Colossians – Part 2

Through the Winter months (here in New Zealand) – I am again teaching through a single book of Scripture.

This year, I am teaching on Colossians

You may well ask, ‘where is Part 1??’ :). Well I hope to have a recording of it to upload before too long, but a brief precis is included in these notes for this week’s ‘lecture’

Hopefully again I will have a recording to add, but for now here are the notes.

Colossians Session 2

Recap

•Location of Colossae – in the ‘birthplace of ‘Christian theology’’ – Asia Minor

•Authorship – Paul or ‘Deutero-Paul’ – As we shall see, there a re very significant elements of the letter that are clearly Pauline theology

•Paul – Apostle

•Ministry of Word and Prayer

•Teacher of faith

•Dominant concerns

•Christology – Ecclesiology – Ethics – The significance of their relationship

•‘Pray-er’ – ‘A theologian is one who prays, and one who prays is a theologian’ Evagrius Ponticus

•‘Paul’ has not been to Colossae – although he knows some of the believers there

•He ‘Always give thanks’ –

•He speaks in terms of fruitfulness – a theme common with John (of Ephesus) cf Also exalted Christology

Chapter 1 vs 9-12 – Paul’s prayer

•Ceaseless – 1Th 5:17 – Prayer as a state of being cf vs 3 ‘Gratitude’ – this is not hyperbole but we need to understand how this is so

•Paul’s Soteriology as Ontological, not Forensic – thus ‘Always’

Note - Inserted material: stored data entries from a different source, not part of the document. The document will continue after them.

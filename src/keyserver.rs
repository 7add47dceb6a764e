//! Identity key registration against the keys server.
//!
//! An identity key is an Ed25519 key the wallet owner authorizes, by signing a
//! SIWE message, to act for their account in the notify protocol.

use {
    crate::{
        model::types::{AccountId, AccountIdParseError},
        spec::KEYS_SERVER_IDENTITY_ENDPOINT,
    },
    chrono::Utc,
    rand::{distributions::Alphanumeric, Rng},
    reqwest::StatusCode,
    serde::{Deserialize, Serialize},
    serde_json::json,
    std::fmt::Write,
    thiserror::Error,
    tracing::{info, instrument},
    url::Url,
};

pub const STATEMENT_ALL_DOMAINS: &str = "I further authorize this app to send and receive \
    messages on my behalf for ALL domains using my WalletConnect identity. Read more at \
    https://walletconnect.com/identity";

const CACAO_HEADER_TYPE: &str = "eip4361";
pub const CACAO_SIGNATURE_TYPE_EIP191: &str = "eip191";
const NONCE_LEN: usize = 16;

#[derive(Debug, Error)]
pub enum KeyserverError {
    #[error(transparent)]
    Http(#[from] reqwest::Error),

    #[error("Keys server responded with {0}: {1}")]
    Status(StatusCode, String),

    #[error("Invalid URL: {0}")]
    Url(#[from] url::ParseError),
}

#[derive(Debug, Clone, PartialEq, Eq, Serialize, Deserialize)]
pub struct CacaoHeader {
    pub t: String,
}

#[derive(Debug, Clone, PartialEq, Eq, Serialize, Deserialize)]
#[serde(rename_all = "camelCase")]
pub struct CacaoPayload {
    pub domain: String,
    /// did:pkh of the signing account
    pub iss: String,
    pub statement: Option<String>,
    /// did:key of the identity key being authorized
    pub aud: String,
    pub version: String,
    pub nonce: String,
    pub iat: String,
    #[serde(skip_serializing_if = "Option::is_none")]
    pub exp: Option<String>,
    #[serde(skip_serializing_if = "Option::is_none")]
    pub nbf: Option<String>,
    #[serde(skip_serializing_if = "Option::is_none")]
    pub request_id: Option<String>,
    #[serde(skip_serializing_if = "Option::is_none")]
    pub resources: Option<Vec<String>>,
}

impl CacaoPayload {
    pub fn new(
        domain: &str,
        account: &AccountId,
        identity_did_key: String,
        statement: &str,
        keyserver: &Url,
    ) -> Self {
        let nonce = rand::thread_rng()
            .sample_iter(&Alphanumeric)
            .take(NONCE_LEN)
            .map(char::from)
            .collect();
        Self {
            domain: domain.to_owned(),
            iss: account.to_did_pkh(),
            statement: Some(statement.to_owned()),
            aud: identity_did_key,
            version: "1".to_owned(),
            nonce,
            iat: Utc::now().to_rfc3339(),
            exp: None,
            nbf: None,
            request_id: None,
            resources: Some(vec![keyserver.to_string()]),
        }
    }

    pub fn account(&self) -> Result<AccountId, AccountIdParseError> {
        AccountId::from_did_pkh(&self.iss)
    }

    /// The EIP-4361 text the account owner signs.
    pub fn siwe_message(&self) -> Result<String, AccountIdParseError> {
        let account = self.account()?;

        let mut message = format!(
            "{} wants you to sign in with your Ethereum account:\n{}\n",
            self.domain,
            account.address()
        );
        if let Some(statement) = &self.statement {
            let _ = write!(message, "\n{statement}\n");
        }
        let _ = write!(
            message,
            "\nURI: {}\nVersion: {}\nChain ID: {}\nNonce: {}\nIssued At: {}",
            self.aud,
            self.version,
            account.chain_reference(),
            self.nonce,
            self.iat
        );
        if let Some(exp) = &self.exp {
            let _ = write!(message, "\nExpiration Time: {exp}");
        }
        if let Some(nbf) = &self.nbf {
            let _ = write!(message, "\nNot Before: {nbf}");
        }
        if let Some(request_id) = &self.request_id {
            let _ = write!(message, "\nRequest ID: {request_id}");
        }
        if let Some(resources) = &self.resources {
            if !resources.is_empty() {
                message.push_str("\nResources:");
                for resource in resources {
                    let _ = write!(message, "\n- {resource}");
                }
            }
        }
        Ok(message)
    }
}

#[derive(Debug, Clone, PartialEq, Eq, Serialize, Deserialize)]
pub struct CacaoSignature {
    pub t: String,
    /// Hex encoded signature
    pub s: String,
}

#[derive(Debug, Clone, PartialEq, Eq, Serialize, Deserialize)]
pub struct Cacao {
    pub h: CacaoHeader,
    pub p: CacaoPayload,
    pub s: CacaoSignature,
}

impl Cacao {
    pub fn new(payload: CacaoPayload, signature: CacaoSignature) -> Self {
        Self {
            h: CacaoHeader {
                t: CACAO_HEADER_TYPE.to_owned(),
            },
            p: payload,
            s: signature,
        }
    }
}

/// What the wallet owner did with the SIWE message they were asked to sign.
#[derive(Debug, Clone, PartialEq, Eq)]
pub enum SigningResult {
    Signed(CacaoSignature),
    Rejected,
}

#[derive(Debug, Clone)]
pub struct KeyserverClient {
    http: reqwest::Client,
    url: Url,
}

impl KeyserverClient {
    pub fn new(url: Url) -> Self {
        Self {
            http: reqwest::Client::new(),
            url,
        }
    }

    pub fn url(&self) -> &Url {
        &self.url
    }

    fn identity_url(&self) -> Result<Url, KeyserverError> {
        Ok(self.url.join(KEYS_SERVER_IDENTITY_ENDPOINT)?)
    }

    #[instrument(skip_all, fields(aud = %cacao.p.aud))]
    pub async fn register_identity(&self, cacao: &Cacao) -> Result<(), KeyserverError> {
        let response = self
            .http
            .post(self.identity_url()?)
            .json(&json!({ "cacao": cacao }))
            .send()
            .await?;
        check_status(response).await?;
        info!("Registered identity key");
        Ok(())
    }

    /// `id_auth` is an `unregister_identity` JWT signed by the identity key.
    #[instrument(skip_all)]
    pub async fn unregister_identity(&self, id_auth: &str) -> Result<(), KeyserverError> {
        let response = self
            .http
            .delete(self.identity_url()?)
            .json(&json!({ "idAuth": id_auth }))
            .send()
            .await?;
        check_status(response).await?;
        info!("Unregistered identity key");
        Ok(())
    }
}

async fn check_status(response: reqwest::Response) -> Result<reqwest::Response, KeyserverError> {
    let status = response.status();
    if status.is_success() {
        return Ok(response);
    }
    let body = response.text().await.unwrap_or_default();
    Err(KeyserverError::Status(status, body))
}

#[cfg(test)]
mod tests {
    use {
        super::*,
        crate::test_utils::{generate_account, sign_siwe_message},
        wiremock::{
            matchers::{body_partial_json, method, path},
            Mock, MockServer, ResponseTemplate,
        },
    };

    const IDENTITY_DID_KEY: &str = "did:key:z6MkhaXgBZDvotDkL5257faiztiGiC2QtKLGpbnnEGta2doK";

    fn payload(account: &AccountId, keyserver: &Url) -> CacaoPayload {
        CacaoPayload::new(
            "wallet.example",
            account,
            IDENTITY_DID_KEY.to_owned(),
            STATEMENT_ALL_DOMAINS,
            keyserver,
        )
    }

    #[test]
    fn siwe_message_layout() {
        let (_, account) = generate_account();
        let keyserver = Url::parse("https://keys.example").unwrap();
        let mut payload = payload(&account, &keyserver);
        payload.nonce = "abc".to_owned();
        payload.iat = "2024-01-01T00:00:00+00:00".to_owned();

        let expected = format!(
            "wallet.example wants you to sign in with your Ethereum account:\n{}\n\n\
            {STATEMENT_ALL_DOMAINS}\n\n\
            URI: {IDENTITY_DID_KEY}\n\
            Version: 1\n\
            Chain ID: 1\n\
            Nonce: abc\n\
            Issued At: 2024-01-01T00:00:00+00:00\n\
            Resources:\n\
            - https://keys.example/",
            account.address()
        );
        assert_eq!(payload.siwe_message().unwrap(), expected);
    }

    #[test]
    fn siwe_message_requires_did_pkh() {
        let (_, account) = generate_account();
        let mut payload = payload(&account, &Url::parse("https://keys.example").unwrap());
        payload.iss = "did:key:abc".to_owned();
        assert!(payload.siwe_message().is_err());
    }

    #[tokio::test]
    async fn register_posts_cacao() {
        let server = MockServer::start().await;
        let keyserver = Url::parse(&server.uri()).unwrap();
        let (signing_key, account) = generate_account();
        let payload = payload(&account, &keyserver);
        let signature = sign_siwe_message(&payload.siwe_message().unwrap(), &signing_key);
        let cacao = Cacao::new(payload, signature);

        Mock::given(method("POST"))
            .and(path("/identity"))
            .and(body_partial_json(json!({ "cacao": { "p": { "aud": IDENTITY_DID_KEY } } })))
            .respond_with(ResponseTemplate::new(200))
            .expect(1)
            .mount(&server)
            .await;

        KeyserverClient::new(keyserver)
            .register_identity(&cacao)
            .await
            .unwrap();
    }

    #[tokio::test]
    async fn register_surfaces_rejection() {
        let server = MockServer::start().await;
        let keyserver = Url::parse(&server.uri()).unwrap();
        let (signing_key, account) = generate_account();
        let payload = payload(&account, &keyserver);
        let signature = sign_siwe_message(&payload.siwe_message().unwrap(), &signing_key);

        Mock::given(method("POST"))
            .and(path("/identity"))
            .respond_with(ResponseTemplate::new(400).set_body_string("bad signature"))
            .mount(&server)
            .await;

        let result = KeyserverClient::new(keyserver)
            .register_identity(&Cacao::new(payload, signature))
            .await;
        assert!(matches!(
            result,
            Err(KeyserverError::Status(status, body))
                if status == StatusCode::BAD_REQUEST && body == "bad signature"
        ));
    }

    #[tokio::test]
    async fn unregister_sends_id_auth() {
        let server = MockServer::start().await;
        Mock::given(method("DELETE"))
            .and(path("/identity"))
            .and(body_partial_json(json!({ "idAuth": "jwt" })))
            .respond_with(ResponseTemplate::new(200))
            .expect(1)
            .mount(&server)
            .await;

        KeyserverClient::new(Url::parse(&server.uri()).unwrap())
            .unregister_identity("jwt")
            .await
            .unwrap();
    }
}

•Salvation is about a changed existence – New Creation – New Being (as opposed to doing differently) – This becomes clearer once we get to Paul’s Christology

•‘Filled with the knowledge of God’s will in all spiritual wisdom and understanding’

•The will of God – We will see this in a few verses time, but we need at this point to understand

•a) that it is Cosmic. Not about which socks we should put on 🙂

•Your Kingdom Come, Your will be done one Earth as in heaven

•b) That it cannot be known outside of Christ

•‘that you may lead lives worthy of the Lord, fully pleasing to him, as you bear fruit in every good work and as you grow in the knowledge of God’

•ethics arising from knowing what God’s will is (in Christ)

•Lives aligned with God’s purposes

•Knowledge OF God – not knowledge about, nor Pragmatic knowledge e.g. How to live a good life Cf Philippians 3:7-11

•Participation in the divine life – Theosis

•Endurance

•Giving thanks to the Father who has enabled you ‘to share in the inheritance of the saints in light’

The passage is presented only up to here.